IN 1859, COLORADO HAD A GOLD RUSH. Although not as important historically as the California discoveries, it led indirectly to the settlement of the verdant meadows at the foot of the Front Range in the vicinity of modern Estes Park, and eventually to a "rush" of vacationists. As the scenic splendor of this region became better known, many public-spirited citizens recognized the need for preserving portions of the area as a national park. In 1915, Rocky Mountain National Park was dedicated in simple ceremonies at what is now called Horseshoe Park. Since that time millions of visitors have enjoyed the natural wonders of the park, including placid mountain lakes, rushing streams, and verdant high-country meadows. Here are trout to catch, native animals and birds to be seen and photographed, and trails to hike.

Park rangers are often asked by visitors, "What are the main attractions of Rocky Mountain National Park?" It is hard to answer this question, for the appeal of the park, somewhat like that of a symphony, lies in the varied yet repeated experiences or melodies which may be found within its framework. The raw beauty of the rugged mountains contrasts with the calm loveliness of wildflower gardens growing nearby. Some visitors enjoy the solitude, while others appreciate the opportunity to meet people with like interests and hike with organized groups on some of the 200 miles of trails. Many derive pleasure from quietly studying the fascinating world of Nature preserved in the park. Some vigorously battle the steep slopes of the mountains; others relax in camp, satisfied by the sound of the wind in the trees. All people enjoy the park in their own way. There are regulations, but no regimentation, no compulsory activities, no "musts." That's one reason the park was established—for all to use, but not to abuse.


Rocky Mountain National Park comprises a bit over 400 square miles of the Front Range. The altitude of the park is high, with cool summers the inevitable result. There are more than 65 named peaks exceeding 10,000 feet. The Continental Divide, separating slopes draining to the Pacific Ocean from those draining to the Gulf of Mexico, runs through the park.

The stories which the park reveals to those who study it are of intense interest. Its climax scenery is made up of great gorges, lofty peaks, and remote lakes—the product of once mighty glaciers. Its forests and wildflowers tell a story of struggle and adjustment to environments which differ with altitude and exposure. Its native populations—deer, elk, bear, beaver, birds and the myriad lesser creatures of the wild—can be seen in their natural habitats. Its streams attract the hopeful fisherman; its unmodified natural compositions enthrall the artist; its cool, green setting appeals to all summer travelers.


Enos Mills, "father" of Rocky Mountain National Park, wrote some 40 years ago:

A National Park is a fountain of life. . . . Without parks and outdoor life all that is best in civilization will be smothered.
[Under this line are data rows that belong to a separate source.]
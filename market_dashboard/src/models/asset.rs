use serde::{Deserialize, Serialize};

/// The class of instrument a request is about.
///
/// This drives symbol normalization (currency pairs get a provider suffix)
/// and which fields survive a fetch (currency pairs carry no volume).
#[derive(Clone, Copy, Debug, PartialEq, Eq, Serialize, Deserialize)]
#[cfg_attr(feature = "cli", derive(clap::ValueEnum))]
pub enum AssetClass {
    Equity,
    Index,
    Etf,
    Currency,
}

impl AssetClass {
    /// Whether traded volume is meaningful for this asset class.
    ///
    /// Currency pairs have no exchange volume; the column is dropped right
    /// after fetch so it never reaches the comparison frame.
    pub fn has_volume(&self) -> bool {
        !matches!(self, AssetClass::Currency)
    }
}
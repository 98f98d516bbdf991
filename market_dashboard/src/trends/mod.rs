//! Search-interest trends.
//!
//! Two-step flow against Google's trends API: an explore request yields a
//! token for the time-series widget, whose data endpoint returns interest
//! values per keyword. The upstream is rate-limited without documentation
//! and regularly answers with garbled or empty payloads; that is a normal
//! outcome here and yields an empty frame, never an error.

use chrono::{DateTime, NaiveDate};
use reqwest::Client;
use serde::Deserialize;
use serde_json::json;

use crate::{config::Config, errors::Error, models::date_range::DateRange};

const EXPLORE_URL: &str = "https://trends.google.com/trends/api/explore";
const MULTILINE_URL: &str = "https://trends.google.com/trends/api/widgetdata/multiline";

/// At most five keywords per request, an upstream limit.
pub const MAX_KEYWORDS: usize = 5;

/// Locale pair (interface language, timezone offset in minutes) for the
/// trends request.
#[derive(Clone, Copy, Debug, PartialEq, Eq)]
#[cfg_attr(feature = "cli", derive(clap::ValueEnum))]
pub enum TrendLocale {
    Taipei,
    NewYork,
}

impl TrendLocale {
    pub fn language(&self) -> &'static str {
        match self {
            TrendLocale::Taipei => "zh-TW",
            TrendLocale::NewYork => "en-US",
        }
    }

    pub fn timezone_offset_minutes(&self) -> i32 {
        match self {
            TrendLocale::Taipei => 480,
            TrendLocale::NewYork => -300,
        }
    }
}

/// Interest values over time for one keyword.
#[derive(Clone, Debug, Default, PartialEq)]
pub struct InterestSeries {
    pub keyword: String,
    pub points: Vec<(NaiveDate, u32)>,
}

/// Per-keyword interest series, in request keyword order.
#[derive(Clone, Debug, Default, PartialEq)]
pub struct InterestFrame {
    pub series: Vec<InterestSeries>,
}

impl InterestFrame {
    pub fn is_empty(&self) -> bool {
        self.series.iter().all(|series| series.points.is_empty())
    }
}

/// Client for the search-interest provider.
pub struct TrendsClient {
    client: Client,
    locale: TrendLocale,
}

impl TrendsClient {
    pub fn new(config: &Config, locale: TrendLocale) -> Result<Self, Error> {
        let client = Client::builder()
            .user_agent(&config.user_agent)
            .build()
            .map_err(|e| Error::Config(e.to_string()))?;
        Ok(Self { client, locale })
    }

    /// Fetches interest-over-time for up to [`MAX_KEYWORDS`] keywords.
    ///
    /// Transport failures are [`Error::ProviderUnavailable`]; a garbled or
    /// empty upstream payload yields an empty frame with a warning.
    pub async fn interest_over_time(
        &self,
        keywords: &[String],
        range: DateRange,
    ) -> Result<InterestFrame, Error> {
        let keywords: Vec<&String> = keywords.iter().filter(|k| !k.trim().is_empty()).collect();
        if keywords.is_empty() {
            return Err(Error::EmptySelection);
        }
        if keywords.len() > MAX_KEYWORDS {
            return Err(Error::InvalidParameter(format!(
                "at most {MAX_KEYWORDS} keywords per trends request, got {}",
                keywords.len()
            )));
        }
        let keywords: Vec<String> = keywords.into_iter().map(|k| k.trim().to_string()).collect();

        let explore_body = self
            .get_text(
                EXPLORE_URL,
                &[("req", build_explore_request(&keywords, range).to_string())],
            )
            .await?;
        let Some(widget) = parse_explore(&explore_body) else {
            log::warn!("trends explore response was garbled; returning empty frame");
            return Ok(InterestFrame::default());
        };

        let multiline_body = self
            .get_text(
                MULTILINE_URL,
                &[("req", widget.request.to_string()), ("token", widget.token)],
            )
            .await?;
        Ok(parse_multiline(&multiline_body, &keywords).unwrap_or_else(|| {
            log::warn!("trends timeline response was garbled; returning empty frame");
            InterestFrame::default()
        }))
    }

    async fn get_text(&self, url: &str, extra: &[(&str, String)]) -> Result<String, Error> {
        let mut query: Vec<(&str, String)> = vec![
            ("hl", self.locale.language().to_string()),
            ("tz", self.locale.timezone_offset_minutes().to_string()),
        ];
        query.extend(extra.iter().cloned());

        let response = self
            .client
            .get(url)
            .query(&query)
            .send()
            .await
            .map_err(|e| Error::ProviderUnavailable(e.to_string()))?;
        response
            .text()
            .await
            .map_err(|e| Error::ProviderUnavailable(e.to_string()))
    }
}

/// The explore payload: one comparison item per keyword over the range.
fn build_explore_request(keywords: &[String], range: DateRange) -> serde_json::Value {
    let time = format!("{} {}", range.start(), range.end());
    let items: Vec<serde_json::Value> = keywords
        .iter()
        .map(|keyword| json!({"keyword": keyword, "geo": "", "time": time}))
        .collect();
    json!({"comparisonItem": items, "category": 0, "property": ""})
}

/// Trends responses are JSONP-armored with a `)]}'` prefix before the JSON
/// document; strip everything up to the first brace.
fn strip_response_prefix(body: &str) -> &str {
    match body.find('{') {
        Some(index) => &body[index..],
        None => "",
    }
}

struct TimeseriesWidget {
    token: String,
    request: serde_json::Value,
}

#[derive(Deserialize)]
struct ExploreResponse {
    widgets: Vec<ExploreWidget>,
}

#[derive(Deserialize)]
struct ExploreWidget {
    id: String,
    token: Option<String>,
    request: Option<serde_json::Value>,
}

fn parse_explore(body: &str) -> Option<TimeseriesWidget> {
    let response: ExploreResponse = serde_json::from_str(strip_response_prefix(body)).ok()?;
    response
        .widgets
        .into_iter()
        .find(|widget| widget.id == "TIMESERIES")
        .and_then(|widget| {
            Some(TimeseriesWidget {
                token: widget.token?,
                request: widget.request?,
            })
        })
}

#[derive(Deserialize)]
struct MultilineResponse {
    default: MultilineDefault,
}

#[derive(Deserialize)]
struct MultilineDefault {
    #[serde(rename = "timelineData")]
    timeline_data: Vec<TimelinePoint>,
}

#[derive(Deserialize)]
struct TimelinePoint {
    time: String,
    #[serde(default)]
    value: Vec<u32>,
}

fn parse_multiline(body: &str, keywords: &[String]) -> Option<InterestFrame> {
    let response: MultilineResponse =
        serde_json::from_str(strip_response_prefix(body)).ok()?;

    let mut series: Vec<InterestSeries> = keywords
        .iter()
        .map(|keyword| InterestSeries {
            keyword: keyword.clone(),
            points: Vec::new(),
        })
        .collect();

    for point in response.default.timeline_data {
        let timestamp: i64 = point.time.parse().ok()?;
        let date = DateTime::from_timestamp(timestamp, 0)?.date_naive();
        for (i, entry) in series.iter_mut().enumerate() {
            if let Some(&value) = point.value.get(i) {
                entry.points.push((date, value));
            }
        }
    }

    Some(InterestFrame { series })
}

#[cfg(test)]
mod tests {
    use super::*;

    fn range() -> DateRange {
        DateRange::new(
            NaiveDate::from_ymd_opt(2023, 1, 1).unwrap(),
            NaiveDate::from_ymd_opt(2023, 1, 31).unwrap(),
        )
        .unwrap()
    }

    #[test]
    fn strips_jsonp_prefix() {
        assert_eq!(strip_response_prefix(")]}',\n{\"a\":1}"), "{\"a\":1}");
        assert_eq!(strip_response_prefix("garbage without json"), "");
    }

    #[test]
    fn explore_request_spans_the_range() {
        let request = build_explore_request(&["rust".to_string()], range());
        let item = &request["comparisonItem"][0];
        assert_eq!(item["keyword"], "rust");
        assert_eq!(item["time"], "2023-01-01 2023-01-31");
    }

    #[test]
    fn parses_explore_widget_token() {
        let body = r#")]}'
            {"widgets": [
                {"id": "TIMESERIES", "token": "abc123", "request": {"locale": "en-US"}},
                {"id": "RELATED_QUERIES", "token": "zzz"}
            ]}"#;
        let widget = parse_explore(body).unwrap();
        assert_eq!(widget.token, "abc123");
        assert_eq!(widget.request["locale"], "en-US");
    }

    #[test]
    fn parses_multiline_timeline() {
        let body = r#")]}',
            {"default": {"timelineData": [
                {"time": "1672531200", "formattedTime": "Jan 1, 2023", "value": [42, 7]},
                {"time": "1672617600", "formattedTime": "Jan 2, 2023", "value": [58, 9]}
            ]}}"#;
        let keywords = vec!["rust".to_string(), "go".to_string()];
        let frame = parse_multiline(body, &keywords).unwrap();

        assert_eq!(frame.series.len(), 2);
        assert_eq!(frame.series[0].keyword, "rust");
        assert_eq!(
            frame.series[0].points,
            vec![
                (NaiveDate::from_ymd_opt(2023, 1, 1).unwrap(), 42),
                (NaiveDate::from_ymd_opt(2023, 1, 2).unwrap(), 58),
            ]
        );
        assert_eq!(frame.series[1].points[1].1, 9);
    }

    #[test]
    fn garbled_payloads_parse_to_none() {
        assert!(parse_explore("rate limited, try later").is_none());
        assert!(parse_multiline(")]}'{broken", &["a".to_string()]).is_none());
    }

    #[tokio::test]
    async fn too_many_keywords_are_rejected() {
        let client = TrendsClient::new(&Config::default(), TrendLocale::Taipei).unwrap();
        let keywords: Vec<String> = (0..6).map(|i| format!("kw{i}")).collect();
        let result = client.interest_over_time(&keywords, range()).await;
        assert!(matches!(result, Err(Error::InvalidParameter(_))));
    }

    #[tokio::test]
    async fn empty_keywords_are_an_empty_selection() {
        let client = TrendsClient::new(&Config::default(), TrendLocale::NewYork).unwrap();
        let result = client
            .interest_over_time(&[" ".to_string()], range())
            .await;
        assert!(matches!(result, Err(Error::EmptySelection)));
    }
}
To save ourselves—to enable us to live at our best and happiest, parks are necessary. Within National Parks is room—glorious room—room in which to find ourselves, in which to think and hope, to dream and plan, to rest and resolve.
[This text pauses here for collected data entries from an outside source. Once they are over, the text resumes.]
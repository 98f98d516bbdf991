//! Price-series smoothing.

/// Trailing simple moving average.
///
/// The first `window - 1` positions have insufficient history and stay
/// `None`; position `i` (zero-based, `i >= window - 1`) averages
/// `values[i + 1 - window ..= i]`. Callers validate `window > 0`.
pub fn simple_moving_average(values: &[f64], window: usize) -> Vec<Option<f64>> {
    let mut averages = vec![None; values.len()];
    if window == 0 || window > values.len() {
        return averages;
    }

    let mut sum: f64 = values[..window - 1].iter().sum();
    for i in window - 1..values.len() {
        sum += values[i];
        averages[i] = Some(sum / window as f64);
        sum -= values[i + 1 - window];
    }
    averages
}
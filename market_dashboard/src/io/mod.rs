pub mod sink;

pub use sink::{JsonFileSink, RenderSink, SinkError, StdoutSink};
His words are even more significant to our generation than they were to his. This handbook is an attempt to provide a concise summary of some of the park's important natural values and to arouse your appetite for further pursuit of the enjoyment they offer. The basic experience in this national park, as in most, is to capture some of the inspiration and spiritual qualities of the landscape which Enos Mills felt so keenly.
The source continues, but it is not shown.